Developed a task to calculate fake factors for WJ and QCD

hephysicist · hephysicist · commit d7ff94466ec7 · 2025-01-28T10:45:28.000+01:00
diff --git a/columnflow/tasks/data_driven_methods.py b/columnflow/tasks/data_driven_methods.py
@@ -23,7 +23,7 @@
 from columnflow.util import dev_sandbox, DotDict
 
 
-class CreateFakeFactorHistograms(
+class PrepareFakeFactorHistograms(
     VariablesMixin,
     WeightProducerMixin,
     ProducersMixin,
@@ -177,8 +177,7 @@ def run(self):
                 
                 h = (hist.Hist.new
                     .IntCat([], name="category", growth=True)
-                    .IntCat([], name="process", growth=True)
-                    .IntCat([], name="shift", growth=True))
+                    .IntCat([], name="process", growth=True))
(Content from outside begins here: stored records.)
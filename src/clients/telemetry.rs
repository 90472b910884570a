use std::time::Duration;

use async_trait::async_trait;
use reqwest::Client;
use serde_json::json;

use crate::clients::traits::{DataSourceProvider, ProviderError, QueryResult};

/// Telemetry backend reached over HTTP: POST `{"query": ...}`, receive `{columns, rows}`.
#[derive(Debug, Clone)]
pub struct HttpTelemetrySource {
    client: Client,
    endpoint: String,
    username: Option<String>,
    token: Option<String>,
    timeout_ms: u64,
}

impl HttpTelemetrySource {
    pub fn from_config(cfg: &crate::config::Config) -> Result<Self, ProviderError> {
        let client = Client::builder()
            .timeout(Duration::from_millis(cfg.telemetry.timeout_ms))
            .user_agent(format!(
                "telemetry-investigator/{}",
                env!("CARGO_PKG_VERSION")
            ))
            .build()
            .map_err(|e| ProviderError::Request(format!("build http client: {}", e)))?;
        Ok(Self {
            client,
            endpoint: cfg.telemetry.endpoint.clone(),
            username: cfg.telemetry.username.clone(),
            token: cfg.runtime.telemetry_token.clone(),
            timeout_ms: cfg.telemetry.timeout_ms,
        })
    }
}

#[async_trait]
impl DataSourceProvider for HttpTelemetrySource {
    async fn execute_query(&self, query: &str) -> Result<QueryResult, ProviderError> {
        let started = std::time::Instant::now();
        let mut req = self
            .client
            .post(&self.endpoint)
            .header("Accept", "application/json")
            .json(&json!({ "query": query }));
        req = match (&self.username, &self.token) {
            (Some(user), token) => req.basic_auth(user, token.as_ref()),
            (None, Some(token)) => req.bearer_auth(token),
            (None, None) => req,
        };

        let resp = req.send().await.map_err(|e| {
            if e.is_timeout() {
                ProviderError::Timeout {
                    timeout_ms: self.timeout_ms,
                }
            } else {
                ProviderError::Request(e.to_string())
            }
        })?;
        if !resp.status().is_success() {
            let status = resp.status();
            let body = resp.text().await.unwrap_or_default();
            return Err(ProviderError::Request(format!(
                "telemetry backend returned {}: {}",
                status, body
            )));
        }
        let mut result: QueryResult = resp
            .json()
            .await
            .map_err(|e| ProviderError::Parse(format!("telemetry response: {}", e)))?;
        if result.execution_time_ms == 0 {
            result.execution_time_ms = started.elapsed().as_millis() as u64;
        }
        tracing::debug!(
            rows = result.row_count(),
            elapsed_ms = result.execution_time_ms,
            "telemetry query executed"
        );
        Ok(result)
    }
}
                 for (var_name, var_axis) in self.config_inst.x.fake_factor_method.axes.items(): 
                     h = eval(f'h.{var_axis.ax_str}') 
                 
@@ -189,11 +188,11 @@ def run(self):
                         axis=-1,
                     )
                 # broadcast arrays so that each event can be filled for all its categories
+                
                 fill_data = {
                     "category"          : category_ids,
                     "process"           : events.process_id,
-                    "shift"             : np.ones(len(events), dtype=np.int32) * self.global_shift_inst.id,
-                    "weight": weight,
+                    "weight"            : weight,
                 }
                 for (var_name, var_axis) in self.config_inst.x.fake_factor_method.axes.items(): 
                     route = Route(var_axis.var_route)
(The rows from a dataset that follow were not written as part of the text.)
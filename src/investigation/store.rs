//! Investigation repository: live records and terminal results.
//!
//! The controller owns the only handle. `InMemoryRepository` keeps everything in
//! process; a durable backend implements the same trait and honours the version
//! stamp on `update_record`.

use async_trait::async_trait;
use dashmap::DashMap;
use dashmap::mapref::entry::Entry;

use crate::error::{InvestigationError, Result};
use crate::investigation::types::{InvestigationRecord, InvestigationResult};

#[async_trait]
pub trait InvestigationRepository: Send + Sync {
    async fn get_record(&self, id: &str) -> Result<Option<InvestigationRecord>>;

    /// Insert a brand-new record; fails if the id is already taken.
    async fn insert_record(&self, record: InvestigationRecord) -> Result<()>;

    /// Replace a record whose `version` matches the stored one.
    /// Returns the stored record with its bumped version.
    async fn update_record(&self, record: InvestigationRecord) -> Result<InvestigationRecord>;

    async fn delete_record(&self, id: &str) -> Result<Option<InvestigationRecord>>;

    async fn get_result(&self, id: &str) -> Result<Option<InvestigationResult>>;

    /// Results are write-once.
    async fn put_result(&self, result: InvestigationResult) -> Result<()>;

    async fn list_results(&self) -> Result<Vec<InvestigationResult>>;
}

#[derive(Debug, Default)]
pub struct InMemoryRepository {
    records: DashMap<String, InvestigationRecord>,
    results: DashMap<String, InvestigationResult>,
}

impl InMemoryRepository {
    pub fn new() -> Self {
        Self::default()
    }

    pub fn live_count(&self) -> usize {
        self.records.len()
    }
}

#[async_trait]
impl InvestigationRepository for InMemoryRepository {
    async fn get_record(&self, id: &str) -> Result<Option<InvestigationRecord>> {
        Ok(self.records.get(id).map(|r| r.value().clone()))
    }

    async fn insert_record(&self, record: InvestigationRecord) -> Result<()> {
        if self.results.contains_key(&record.id) {
            return Err(InvestigationError::Validation {
                message: format!("investigation id {} already completed", record.id),
            });
        }
        match self.records.entry(record.id.clone()) {
            Entry::Occupied(_) => Err(InvestigationError::Validation {
                message: format!("investigation id {} already exists", record.id),
            }),
            Entry::Vacant(slot) => {
                slot.insert(record);
                Ok(())
            }
        }
    }

    async fn update_record(&self, mut record: InvestigationRecord) -> Result<InvestigationRecord> {
        let mut stored = self
            .records
            .get_mut(&record.id)
            .ok_or_else(|| InvestigationError::NotFound {
                id: record.id.clone(),
            })?;
        if stored.version != record.version {
            return Err(InvestigationError::Conflict {
                id: record.id.clone(),
                expected: record.version,
                found: stored.version,
            });
        }
        record.version += 1;
        *stored = record.clone();
        Ok(record)
    }

    async fn delete_record(&self, id: &str) -> Result<Option<InvestigationRecord>> {
        Ok(self.records.remove(id).map(|(_, r)| r))
    }

    async fn get_result(&self, id: &str) -> Result<Option<InvestigationResult>> {
        Ok(self.results.get(id).map(|r| r.value().clone()))
    }

    async fn put_result(&self, result: InvestigationResult) -> Result<()> {
        match self.results.entry(result.id.clone()) {
            Entry::Occupied(_) => Err(InvestigationError::Validation {
                message: format!("result for {} is already stored", result.id),
            }),
            Entry::Vacant(slot) => {
                slot.insert(result);
                Ok(())
            }
        }
    }

    async fn list_results(&self) -> Result<Vec<InvestigationResult>> {
        let mut results: Vec<InvestigationResult> =
            self.results.iter().map(|r| r.value().clone()).collect();
        results.sort_by(|a, b| a.completed_at.cmp(&b.completed_at));
        Ok(results)
    }
}

#[cfg(test)]
mod tests {
    use super::*;
    use crate::investigation::planner::fallback_outline;
    use crate::investigation::synthesis::synthesize_result;
    use crate::investigation::types::{
        InvestigationContext, InvestigationOptions, InvestigationPlan, InvestigationProblem,
        InvestigationProgress, InvestigationType,
    };
    use chrono::Utc;

    fn record(id: &str) -> InvestigationRecord {
        let outline = fallback_outline(InvestigationType::Dependencies);
        let plan = InvestigationPlan {
            id: id.to_string(),
            problem: InvestigationProblem::new("upstream timeouts"),
            detected_type: InvestigationType::Dependencies,
            phases: outline.phases,
            estimated_total_time: outline.estimated_total_time,
            confidence: outline.confidence,
            reasoning: outline.reasoning,
            created_at: Utc::now(),
            provenance: outline.provenance,
        };
        InvestigationRecord {
            id: id.to_string(),
            context: InvestigationContext {
                plan_id: id.to_string(),
                session_id: "session".into(),
                current_phase_id: None,
                current_query_id: None,
                evidence: vec![],
                progress: InvestigationProgress::for_plan(&plan),
                started_at: Utc::now(),
                last_updated_at: Utc::now(),
            },
            plan,
            options: InvestigationOptions::default(),
            operator_notes: vec![],
            last_error: None,
            query_outcomes: Default::default(),
            version: 0,
        }
    }

    #[tokio::test]
    async fn stale_version_is_a_conflict() {
        let repo = InMemoryRepository::new();
        repo.insert_record(record("a")).await.unwrap();

        let first = repo.get_record("a").await.unwrap().unwrap();
        let stale = first.clone();
        let stored = repo.update_record(first).await.unwrap();
        assert_eq!(stored.version, 1);

        let err = repo.update_record(stale).await.unwrap_err();
        assert!(matches!(
            err,
            InvestigationError::Conflict {
                expected: 0,
                found: 1,
                ..
            }
        ));
    }

    #[tokio::test]
    async fn duplicate_ids_are_rejected() {
        let repo = InMemoryRepository::new();
        repo.insert_record(record("a")).await.unwrap();
        assert!(repo.insert_record(record("a")).await.is_err());
        assert_eq!(repo.live_count(), 1);
    }

    #[tokio::test]
    async fn update_of_deleted_record_is_not_found() {
        let repo = InMemoryRepository::new();
        repo.insert_record(record("a")).await.unwrap();
        let live = repo.delete_record("a").await.unwrap().unwrap();
        let err = repo.update_record(live).await.unwrap_err();
        assert!(err.is_not_found());
    }

    #[tokio::test]
    async fn results_are_write_once() {
        let repo = InMemoryRepository::new();
        let rec = record("done");
        let result = synthesize_result(&rec.id, &rec.plan, &rec.context, Utc::now());
        repo.put_result(result.clone()).await.unwrap();
        assert!(repo.put_result(result).await.is_err());
        assert!(repo.insert_record(record("done")).await.is_err());
        assert_eq!(repo.list_results().await.unwrap().len(), 1);
    }
}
@@ -214,19 +213,19 @@ def run(self):
 
 # overwrite class defaults
 check_overlap_tasks = law.config.get_expanded("analysis", "check_overlapping_inputs", [], split_csv=True)
-CreateFakeFactorHistograms.check_overlapping_inputs = ChunkedIOMixin.check_overlapping_inputs.copy(
-    default=CreateFakeFactorHistograms.task_family in check_overlap_tasks,
+PrepareFakeFactorHistograms.check_overlapping_inputs = ChunkedIOMixin.check_overlapping_inputs.copy(
+    default=PrepareFakeFactorHistograms.task_family in check_overlap_tasks,
     add_default_to_description=True,
 )
 
 
-CreateFakeFactorHistogramsWrapper = wrapper_factory(
+PrepareFakeFactorHistogramsWrapper = wrapper_factory(
     base_cls=AnalysisTask,
-    require_cls=CreateFakeFactorHistograms,
+    require_cls=PrepareFakeFactorHistograms,
     enable=["configs", "skip_configs", "datasets", "skip_datasets", "shifts", "skip_shifts"],
 )
 
-class MergeFakeFactors(
+class ComputeFakeFactors(
     VariablesMixin,
     DatasetsProcessesMixin,
     CategoriesMixin,
@@ -253,12 +252,12 @@ class MergeFakeFactors(
     # upstream requirements
     reqs = Requirements(
         RemoteWorkflow.reqs,
-        CreateFakeFactorHistograms=CreateFakeFactorHistograms,
+        PrepareFakeFactorHistograms=PrepareFakeFactorHistograms,
     )
     
     def store_parts(self):
         parts = super().store_parts()
-        parts.insert_before("version", "datasets" )#, f"datasets_{self.datasets_repr}")
+        parts.insert_before("version", "datasets", f"datasets_{self.datasets_repr}")
         return parts
     
     @classmethod
@@ -291,7 +290,7 @@ def workflow_requires(self):
         if not self.pilot:
             variables = self._get_variables()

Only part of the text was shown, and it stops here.